__Task item__.
Where a line holds the word "coffee", copy it from the records.

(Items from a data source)

^^^^

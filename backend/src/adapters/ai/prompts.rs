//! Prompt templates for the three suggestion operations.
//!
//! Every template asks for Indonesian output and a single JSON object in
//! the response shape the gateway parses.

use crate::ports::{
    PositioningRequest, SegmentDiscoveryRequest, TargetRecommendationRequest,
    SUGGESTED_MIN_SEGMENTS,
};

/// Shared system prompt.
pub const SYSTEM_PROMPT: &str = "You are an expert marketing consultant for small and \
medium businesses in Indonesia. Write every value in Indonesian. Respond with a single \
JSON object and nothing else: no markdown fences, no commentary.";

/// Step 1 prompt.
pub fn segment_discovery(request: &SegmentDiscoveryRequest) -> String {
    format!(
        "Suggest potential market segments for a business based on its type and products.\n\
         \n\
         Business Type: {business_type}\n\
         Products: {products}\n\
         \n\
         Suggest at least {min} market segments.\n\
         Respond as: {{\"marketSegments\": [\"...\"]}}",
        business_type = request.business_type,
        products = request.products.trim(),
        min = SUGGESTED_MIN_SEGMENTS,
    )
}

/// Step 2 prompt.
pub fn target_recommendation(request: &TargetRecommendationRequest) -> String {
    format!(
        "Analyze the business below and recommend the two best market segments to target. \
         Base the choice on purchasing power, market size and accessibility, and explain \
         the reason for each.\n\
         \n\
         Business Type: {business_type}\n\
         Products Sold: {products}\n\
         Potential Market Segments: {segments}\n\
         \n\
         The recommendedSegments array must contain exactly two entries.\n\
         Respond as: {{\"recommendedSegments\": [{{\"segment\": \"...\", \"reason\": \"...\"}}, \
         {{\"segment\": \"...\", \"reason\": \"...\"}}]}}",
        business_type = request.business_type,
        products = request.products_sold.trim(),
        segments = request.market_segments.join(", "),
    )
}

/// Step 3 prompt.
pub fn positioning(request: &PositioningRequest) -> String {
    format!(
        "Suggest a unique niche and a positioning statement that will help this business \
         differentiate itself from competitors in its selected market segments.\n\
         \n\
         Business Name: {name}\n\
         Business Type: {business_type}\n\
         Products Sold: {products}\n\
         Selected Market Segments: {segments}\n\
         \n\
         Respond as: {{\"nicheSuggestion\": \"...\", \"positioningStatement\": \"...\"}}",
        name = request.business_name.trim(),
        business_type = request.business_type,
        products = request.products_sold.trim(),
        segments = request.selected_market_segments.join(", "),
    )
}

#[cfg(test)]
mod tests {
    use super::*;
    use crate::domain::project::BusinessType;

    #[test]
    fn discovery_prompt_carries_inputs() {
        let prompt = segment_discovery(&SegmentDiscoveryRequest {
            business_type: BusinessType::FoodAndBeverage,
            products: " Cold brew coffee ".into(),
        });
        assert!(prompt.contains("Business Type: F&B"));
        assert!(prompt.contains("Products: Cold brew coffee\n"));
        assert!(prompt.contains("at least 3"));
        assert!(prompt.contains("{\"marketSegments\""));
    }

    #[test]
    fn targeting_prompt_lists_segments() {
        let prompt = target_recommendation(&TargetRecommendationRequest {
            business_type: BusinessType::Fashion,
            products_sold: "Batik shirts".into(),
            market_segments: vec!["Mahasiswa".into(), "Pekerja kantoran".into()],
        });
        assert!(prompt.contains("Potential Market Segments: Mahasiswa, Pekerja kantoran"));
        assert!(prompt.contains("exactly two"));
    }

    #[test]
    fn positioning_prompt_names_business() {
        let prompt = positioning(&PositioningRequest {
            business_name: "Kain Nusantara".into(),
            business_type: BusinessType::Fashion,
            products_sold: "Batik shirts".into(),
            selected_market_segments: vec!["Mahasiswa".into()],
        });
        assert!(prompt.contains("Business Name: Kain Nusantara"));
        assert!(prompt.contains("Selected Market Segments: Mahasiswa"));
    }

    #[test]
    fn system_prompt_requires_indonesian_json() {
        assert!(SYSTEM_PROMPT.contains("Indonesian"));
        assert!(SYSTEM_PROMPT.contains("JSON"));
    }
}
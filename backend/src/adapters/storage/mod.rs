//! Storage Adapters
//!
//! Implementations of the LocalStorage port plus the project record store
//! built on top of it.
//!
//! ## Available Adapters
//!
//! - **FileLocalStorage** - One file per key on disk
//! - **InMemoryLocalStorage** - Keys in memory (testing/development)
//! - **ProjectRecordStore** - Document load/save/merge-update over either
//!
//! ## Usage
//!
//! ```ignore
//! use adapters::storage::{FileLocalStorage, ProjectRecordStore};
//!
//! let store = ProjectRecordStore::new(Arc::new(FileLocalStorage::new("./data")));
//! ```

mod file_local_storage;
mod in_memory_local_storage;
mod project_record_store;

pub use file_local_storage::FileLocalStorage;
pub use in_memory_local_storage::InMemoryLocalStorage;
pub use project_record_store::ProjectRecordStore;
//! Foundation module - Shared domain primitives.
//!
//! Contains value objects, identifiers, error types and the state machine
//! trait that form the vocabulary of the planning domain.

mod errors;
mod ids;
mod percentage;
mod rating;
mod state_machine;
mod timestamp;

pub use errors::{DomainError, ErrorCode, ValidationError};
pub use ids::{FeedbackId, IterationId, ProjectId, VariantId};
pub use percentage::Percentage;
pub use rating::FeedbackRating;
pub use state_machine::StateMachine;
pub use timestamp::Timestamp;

^^^^

__Task output__.
            products: " Cold brew coffee ".into(),
        assert!(prompt.contains("Products: Cold brew coffee\n"));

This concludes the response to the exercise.